The NY Times published a buzzy piece over the weekend titled "Silicon Valley is over, says Silicon Valley" — which chronicled a recent Midwestern bus tour for Bay Area venture capitalists. They lauded the startups, gawked at the low home prices and learned that cities like Akron and South Bend have restaurants where you don't order microwaved food at a counter.

The takeaway was that even though there "isn't a full-blown exodus yet," a growing number of Valley investors and tech execs are "flirting with the idea of leaving Silicon Valley."

But don't worry Silicon Valley, you aren't losing your venture capitalists.

Flirting is very different from deciding to have a fling, let alone a marriage.
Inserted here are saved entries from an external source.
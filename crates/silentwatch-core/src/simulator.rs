//! Metric simulator.
//!
//! A fair coin decides whether the sample is a silent failure, then each field
//! is drawn uniformly from the matching band.

use rand::Rng;

use crate::baseline::{
    BASELINE_LATENCY_MS, BASELINE_OUTPUT_KB, DEGRADED_LATENCY_MS, DEGRADED_OUTPUT_KB,
};
use crate::observation::Observation;

/// Draw an observation from the thread-local RNG.
pub fn simulate() -> Observation {
    simulate_with(&mut rand::thread_rng())
}

/// Draw an observation from `rng`.
pub fn simulate_with<R: Rng>(rng: &mut R) -> Observation {
    let silent_failure = rng.gen_bool(0.5);

    let (latency_ms, output_size_kb) = if silent_failure {
        (rng.gen_range(DEGRADED_LATENCY_MS), rng.gen_range(DEGRADED_OUTPUT_KB))
    } else {
        (rng.gen_range(BASELINE_LATENCY_MS), rng.gen_range(BASELINE_OUTPUT_KB))
    };

    Observation::new(latency_ms, output_size_kb, silent_failure)
}
use async_trait::async_trait;

use silentwatch_core::error::GenerationError;
use silentwatch_core::Prompt;

use super::TextGenerator;

/// Generator with no backing service. Always `Unavailable`, which the
/// explanation ladder turns into the deterministic fallback sentence.
#[derive(Debug, Default, Clone, Copy)]
pub struct OfflineGenerator;

#[async_trait]
impl TextGenerator for OfflineGenerator {
    fn name(&self) -> &'static str {
        "offline"
    }

    async fn generate(&self, _prompt: &Prompt) -> Result<String, GenerationError> {
        Err(GenerationError::Unavailable)
    }
}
This isn't to say the bus trip, and similar excursions, don't have an impact. They do, in terms of coastal investment dollars flowing into Midwestern startups. And there is data to suggest that California-focused funds no longer generate most of the top returns. But investing ≠ relocating.

"I suspect many of the folks who participated... will invest more outside of the valley, but I doubt many will set up shop outside of the Bay Area," says J.D. Vance.

Vance, of course, is an exception to that rule. And there are others, like the co-founders of firms like Drive Capital and Cintrifuse. But they can still be counted on two hands.

"For the local economy, we need VC investment more than actual VCs living here," says a Midwestern investor who preferred not to be named. "Hopefully they can make good deals here, which will help pay the rent back home."